Task instructions:
Which lines in the data below contain the string "must"? Show each one.

*** Material to process

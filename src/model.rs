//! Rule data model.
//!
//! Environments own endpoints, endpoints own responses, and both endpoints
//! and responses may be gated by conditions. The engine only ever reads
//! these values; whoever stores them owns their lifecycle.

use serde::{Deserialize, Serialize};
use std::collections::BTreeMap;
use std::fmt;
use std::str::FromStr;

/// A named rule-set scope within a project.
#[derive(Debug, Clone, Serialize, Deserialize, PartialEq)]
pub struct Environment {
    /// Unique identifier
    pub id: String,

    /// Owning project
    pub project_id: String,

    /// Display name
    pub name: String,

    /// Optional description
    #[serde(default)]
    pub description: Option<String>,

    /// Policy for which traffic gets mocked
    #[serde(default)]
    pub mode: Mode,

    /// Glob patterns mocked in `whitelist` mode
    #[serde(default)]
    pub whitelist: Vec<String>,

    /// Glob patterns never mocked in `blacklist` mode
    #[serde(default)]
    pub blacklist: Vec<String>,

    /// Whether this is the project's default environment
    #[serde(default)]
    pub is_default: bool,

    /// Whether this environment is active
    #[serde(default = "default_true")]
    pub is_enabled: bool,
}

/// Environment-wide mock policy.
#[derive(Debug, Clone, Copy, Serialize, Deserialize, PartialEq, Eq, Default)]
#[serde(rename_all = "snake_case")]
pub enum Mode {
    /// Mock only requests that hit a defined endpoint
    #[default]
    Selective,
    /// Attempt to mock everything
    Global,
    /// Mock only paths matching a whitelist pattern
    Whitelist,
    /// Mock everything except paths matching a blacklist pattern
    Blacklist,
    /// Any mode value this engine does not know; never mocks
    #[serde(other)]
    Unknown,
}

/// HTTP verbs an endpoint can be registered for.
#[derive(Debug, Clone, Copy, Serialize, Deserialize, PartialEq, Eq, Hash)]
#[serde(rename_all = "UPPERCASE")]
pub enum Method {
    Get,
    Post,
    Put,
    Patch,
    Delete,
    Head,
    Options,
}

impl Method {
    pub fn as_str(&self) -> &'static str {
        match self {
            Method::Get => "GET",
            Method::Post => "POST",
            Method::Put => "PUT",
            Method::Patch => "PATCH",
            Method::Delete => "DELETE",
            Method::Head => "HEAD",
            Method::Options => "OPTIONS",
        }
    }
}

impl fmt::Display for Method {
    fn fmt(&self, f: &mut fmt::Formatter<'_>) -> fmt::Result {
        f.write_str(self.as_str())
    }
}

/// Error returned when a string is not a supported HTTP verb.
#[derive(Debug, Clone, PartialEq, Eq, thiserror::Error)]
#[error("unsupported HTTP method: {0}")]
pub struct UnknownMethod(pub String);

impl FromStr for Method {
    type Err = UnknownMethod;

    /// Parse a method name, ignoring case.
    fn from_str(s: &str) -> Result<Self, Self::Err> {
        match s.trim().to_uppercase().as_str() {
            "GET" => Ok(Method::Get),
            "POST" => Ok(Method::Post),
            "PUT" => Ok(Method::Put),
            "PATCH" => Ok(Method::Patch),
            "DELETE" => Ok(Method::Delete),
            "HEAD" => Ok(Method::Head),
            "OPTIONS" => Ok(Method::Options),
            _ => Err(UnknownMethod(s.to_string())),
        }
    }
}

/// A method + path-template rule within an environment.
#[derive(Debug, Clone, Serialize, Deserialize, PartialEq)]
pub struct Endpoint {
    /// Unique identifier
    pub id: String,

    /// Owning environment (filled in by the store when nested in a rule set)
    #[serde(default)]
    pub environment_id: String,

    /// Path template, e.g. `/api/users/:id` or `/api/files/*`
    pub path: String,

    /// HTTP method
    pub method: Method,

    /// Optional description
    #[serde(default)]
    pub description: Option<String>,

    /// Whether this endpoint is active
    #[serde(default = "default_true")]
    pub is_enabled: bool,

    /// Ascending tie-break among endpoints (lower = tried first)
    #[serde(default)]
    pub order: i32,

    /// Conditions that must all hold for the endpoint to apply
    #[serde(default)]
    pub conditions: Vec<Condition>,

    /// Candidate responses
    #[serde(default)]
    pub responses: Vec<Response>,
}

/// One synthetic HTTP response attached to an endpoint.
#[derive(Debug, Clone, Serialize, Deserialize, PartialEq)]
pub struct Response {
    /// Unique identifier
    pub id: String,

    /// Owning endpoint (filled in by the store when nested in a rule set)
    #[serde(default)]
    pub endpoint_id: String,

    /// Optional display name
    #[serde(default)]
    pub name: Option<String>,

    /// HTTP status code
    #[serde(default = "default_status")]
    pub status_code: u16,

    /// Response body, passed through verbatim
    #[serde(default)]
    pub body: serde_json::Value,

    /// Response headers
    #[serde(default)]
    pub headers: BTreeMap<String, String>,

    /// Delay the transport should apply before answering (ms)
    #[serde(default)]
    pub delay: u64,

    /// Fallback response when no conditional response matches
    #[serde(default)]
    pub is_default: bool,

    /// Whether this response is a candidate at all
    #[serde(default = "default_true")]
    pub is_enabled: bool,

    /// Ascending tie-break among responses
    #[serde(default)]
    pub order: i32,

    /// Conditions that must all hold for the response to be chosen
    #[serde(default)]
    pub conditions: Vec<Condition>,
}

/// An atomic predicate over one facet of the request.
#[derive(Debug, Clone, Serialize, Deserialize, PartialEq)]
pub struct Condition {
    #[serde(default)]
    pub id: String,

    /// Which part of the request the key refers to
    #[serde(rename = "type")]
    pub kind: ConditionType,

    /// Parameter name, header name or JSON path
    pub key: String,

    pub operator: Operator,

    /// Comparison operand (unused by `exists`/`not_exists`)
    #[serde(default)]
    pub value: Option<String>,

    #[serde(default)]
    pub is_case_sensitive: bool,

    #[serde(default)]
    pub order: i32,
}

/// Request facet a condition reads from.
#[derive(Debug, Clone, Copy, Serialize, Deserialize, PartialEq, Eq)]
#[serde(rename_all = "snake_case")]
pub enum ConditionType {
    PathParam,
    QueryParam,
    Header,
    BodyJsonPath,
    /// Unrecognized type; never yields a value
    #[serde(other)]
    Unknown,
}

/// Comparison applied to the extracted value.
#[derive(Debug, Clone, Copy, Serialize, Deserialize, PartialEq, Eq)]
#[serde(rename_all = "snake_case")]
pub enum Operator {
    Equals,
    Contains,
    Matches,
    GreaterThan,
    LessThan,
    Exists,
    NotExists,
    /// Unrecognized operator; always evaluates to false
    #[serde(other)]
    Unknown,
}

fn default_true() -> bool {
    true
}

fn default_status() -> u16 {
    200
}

******

Result below:
    /// Conditions that must all hold for the endpoint to apply
    /// Conditions that must all hold for the response to be chosen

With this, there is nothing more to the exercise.